しかしながら、前記認定の原告會田の受傷内容と甲三号証、一九号証及び原告會田本人の尋問の結果を総合すると、原告會田の受傷による顔部及び左腕の痛みや腫れ並びに傷の外観は、自動車の運転の障害となったり、他人に会うのを躊躇させるまでのものではないと認められ、原告會田本人の前記供述等は、にわかに採用できない。
したがって、原告会社の請求は、その余の点を判断するまでもなく理由がない。
五 過失相殺について
海上を航行する小型遊漁船が波の影響を受けやすく、時には高い波によって大きく揺れることがあることは公知の事実であるから、このような船の乗客は、一般に、船の動静に注意し、波の影響による揺れに対処すべく自ら手すりにつかまるなどの注意を払うべきであるということができる。

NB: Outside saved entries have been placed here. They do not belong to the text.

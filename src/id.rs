use std::fmt;

/// Handle of a GPU texture feeding a quad. The accumulator never dereferences it.
#[derive(Debug, Clone, Copy, PartialEq, Eq, Hash)]
pub struct TextureId(pub u64);

impl fmt::Display for TextureId {
    fn fmt(&self, f: &mut fmt::Formatter<'_>) -> fmt::Result {
        write!(f, "{}", self.0)
    }
}

/// Identity of the node that owns a shader binding.
///
/// Two nodes sharing one shader instance still get separate batches, because the owner
/// contributes per-node uniforms. Only identity matters, so any stable number works
/// (a node index, an arena key, a pointer-derived id).
#[derive(Debug, Clone, Copy, PartialEq, Eq, Hash)]
pub struct ShaderOwner(pub u64);

impl fmt::Display for ShaderOwner {
    fn fmt(&self, f: &mut fmt::Formatter<'_>) -> fmt::Result {
        write!(f, "{}", self.0)
    }
}
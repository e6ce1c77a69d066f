use std::rc::Rc;

use quadstate::{
    QuadGeometry, RenderState, RenderTextureInfo, Scissor, Shader, ShaderOwner, TextureId,
    VisualNode,
};

use crate::backend::RecordingBackend;
use crate::expectations::{BatchExpectation, FilterExpectation};
use crate::shaders::TestShader;

pub type SceneState = RenderState<TestNode, RecordingBackend>;

// ── Scene constants ──────────────────────────────────────────────────────────

pub const TARGET_SIZE: u32 = 64;

const NODE_TEXTURE_BASE: u64 = 1000;
const TARGET_SOURCE_TEXTURE: TextureId = TextureId(77);

/// Scene-graph node stand-in: an id, a texture and a quad.
#[derive(Debug, Clone)]
pub struct TestNode {
    pub id: u64,
    pub texture: TextureId,
    pub geometry: QuadGeometry,
}

impl TestNode {
    /// A 10×10 quad at the origin showing texture `1000 + id`.
    pub fn new(id: u64) -> Self {
        Self {
            id,
            texture: TextureId(NODE_TEXTURE_BASE + id),
            geometry: QuadGeometry::rect(0.0, 0.0, 10.0, 10.0),
        }
    }

    pub fn with_texture(mut self, texture: TextureId) -> Self {
        self.texture = texture;
        self
    }

    pub fn with_geometry(mut self, geometry: QuadGeometry) -> Self {
        self.geometry = geometry;
        self
    }
}

impl VisualNode for TestNode {
    fn displayed_texture(&self) -> TextureId {
        self.texture
    }

    fn quad(&self) -> QuadGeometry {
        self.geometry
    }
}

/// Everything the main scene expects once the frame is finished.
#[derive(Debug)]
pub struct SceneExpectations {
    pub batches: Vec<BatchExpectation>,
    pub filters: Vec<FilterExpectation>,
    /// Render targets and the texture each is expected to be replaced with.
    pub reuse: Vec<(RenderTextureInfo, Option<TextureId>)>,
}

struct SceneResources {
    default_like: Rc<dyn Shader>,
    first_custom: Rc<dyn Shader>,
    second_custom: Rc<dyn Shader>,
    blur: Rc<dyn Shader>,
    target: RenderTextureInfo,
}

/// A fresh render state with a recording back end, reset and ready for a frame.
pub fn new_scene_state() -> SceneState {
    let mut state = RenderState::new(RecordingBackend::new());
    state.reset();
    state
}

/// Issues the main test scene into `state` and returns what the finished frame must
/// contain. The caller finishes the frame.
///
/// Each section exercises one batching rule; together they cover shader and owner
/// changes, clipping, rendering to a texture and a filter pass.
pub fn build_main_scene(state: &mut SceneState) -> SceneExpectations {
    let resources = load_shared_resources(state);
    let mut batches = Vec::new();

    batches.extend(section_01_constant_state(state, &resources));
    batches.extend(section_02_shader_switch(state, &resources));
    batches.extend(section_03_clipping(state, &resources));
    let (render_to_texture, reuse) = section_04_render_to_texture(state, &resources);
    batches.extend(render_to_texture);
    let filters = section_05_filter(state, &resources);
    batches.extend(section_06_after_filter(state, &resources));

    SceneExpectations {
        batches,
        filters,
        reuse,
    }
}

// ── Shared resource setup ────────────────────────────────────────────────────

fn load_shared_resources(state: &mut SceneState) -> SceneResources {
    state
        .backend_mut()
        .accept_reuse_of(TARGET_SOURCE_TEXTURE);

    SceneResources {
        default_like: Rc::new(TestShader::default_like("tint_none")),
        first_custom: Rc::new(TestShader::custom("grayscale")),
        second_custom: Rc::new(TestShader::custom("sepia")),
        blur: Rc::new(TestShader::custom("blur")),
        target: RenderTextureInfo::new(TARGET_SIZE, TARGET_SIZE),
    }
}

fn draw(state: &mut SceneState, node: TestNode) {
    state
        .add_quad(node)
        .expect("scene draws into an unfinished frame");
}

// ── Sections ─────────────────────────────────────────────────────────────────

fn section_01_constant_state(
    state: &mut SceneState,
    resources: &SceneResources,
) -> Vec<BatchExpectation> {
    let start = state.quad_count();
    let owner = ShaderOwner(1);
    for id in 0..3 {
        state.set_shader(&resources.default_like, owner);
        draw(state, TestNode::new(id));
    }

    vec![BatchExpectation::new(start, 3, "s01_three_quads_one_batch").owned_by(owner)]
}

fn section_02_shader_switch(
    state: &mut SceneState,
    resources: &SceneResources,
) -> Vec<BatchExpectation> {
    let start = state.quad_count();
    let owner = ShaderOwner(2);

    state.set_shader(&resources.first_custom, owner);
    draw(state, TestNode::new(3));
    state.set_shader(&resources.second_custom, owner);
    draw(state, TestNode::new(4));

    vec![
        BatchExpectation::new(start, 1, "s02_first_shader").owned_by(owner),
        BatchExpectation::new(start + 1, 1, "s02_second_shader").owned_by(owner),
    ]
}

fn section_03_clipping(
    state: &mut SceneState,
    resources: &SceneResources,
) -> Vec<BatchExpectation> {
    let owner = ShaderOwner(3);
    state.set_shader(&resources.default_like, owner);

    // Fully clipped quad: its batch never reaches the back end.
    state.set_scissor(Some(Scissor::new(20.0, 20.0, 0.0, 16.0)));
    draw(state, TestNode::new(5));

    let start = state.quad_count();
    state.set_scissor(Some(Scissor::new(0.0, 0.0, 32.0, 32.0)));
    draw(state, TestNode::new(6));
    state.set_scissor(Some(Scissor::from([0.0, 0.0, 32.0, 32.0])));
    draw(state, TestNode::new(7));
    state.set_scissor(None);

    vec![BatchExpectation::new(start, 2, "s03_visible_clip").owned_by(owner)]
}

fn section_04_render_to_texture(
    state: &mut SceneState,
    resources: &SceneResources,
) -> (
    Vec<BatchExpectation>,
    Vec<(RenderTextureInfo, Option<TextureId>)>,
) {
    let start = state.quad_count();
    let owner = ShaderOwner(4);
    let size = TARGET_SIZE as f32;

    state.set_render_texture_info(Some(&resources.target));
    state.set_shader(&resources.default_like, owner);
    draw(
        state,
        TestNode::new(8)
            .with_texture(TARGET_SOURCE_TEXTURE)
            .with_geometry(QuadGeometry::rect(0.0, 0.0, size, size)),
    );
    state
        .finished_render_texture()
        .expect("render target is active");
    state.set_render_texture_info(None);

    (
        vec![BatchExpectation::new(start, 1, "s04_render_target").owned_by(owner)],
        vec![(resources.target.clone(), Some(TARGET_SOURCE_TEXTURE))],
    )
}

fn section_05_filter(state: &mut SceneState, resources: &SceneResources) -> Vec<FilterExpectation> {
    state
        .add_filter(&resources.blur, ShaderOwner(5), &resources.target, None)
        .expect("scene filters an unfinished frame");

    // Sections 1 to 4 closed five quad operations.
    vec![FilterExpectation::new(5, "s05_blur_after_render_target")]
}

fn section_06_after_filter(
    state: &mut SceneState,
    resources: &SceneResources,
) -> Vec<BatchExpectation> {
    let start = state.quad_count();
    let owner = ShaderOwner(6);
    state.set_shader(&resources.default_like, owner);
    draw(state, TestNode::new(9));
    draw(state, TestNode::new(10));

    vec![BatchExpectation::new(start, 2, "s06_after_filter").owned_by(owner)]
}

しかし、原告會田本人及び原告酒井本人の各尋問の結果によれば、原告両名は、本件事故の際、利永丸の船主として同船に乗船していた被告利彦から、波が高いので後部甲板に直接座るよう指示を受け、これに従って甲板に座っていたこと、原告酒井は、片腕を釣り座に回して体を支えていたこと、原告會田は、釣り座に腕を回してはいなかったが、これは、釣り座を背にして前方を向いて座っていたためであること、また、原告両名は、右のように座っていたため、利永丸の前方から来る波を直接見ることはできなかったこと、以上の事実が認められ、右事実に照らせば、本件事故により受傷したことにつき、原告両名に過失はないというべきである。
したがって、被告らの抗弁は理由がない。
六 結論
以上のとおり、原告會田及び原告酒井の本訴請求は、被告らに対し、不法行為に基づく損害賠償として、原告會田において四一万八三三八円、原告酒井において一九万六一八〇円、及び右各金員に対する不法行為の日である平成九年六月一〇日から支払済まで民法所定の年五分の割合による遅延損害金の支払を求める限度において理由があるから認容し、その余は理由がないから棄却し、原告会社の請求はすべて理由がないからこれを棄却することとし、訴訟費用の負担につき民事訴訟法六一条、六四条、六五条を、仮執行の宣言につき同法二五九条一項をそれぞれ適用して、主文のとおり判決する。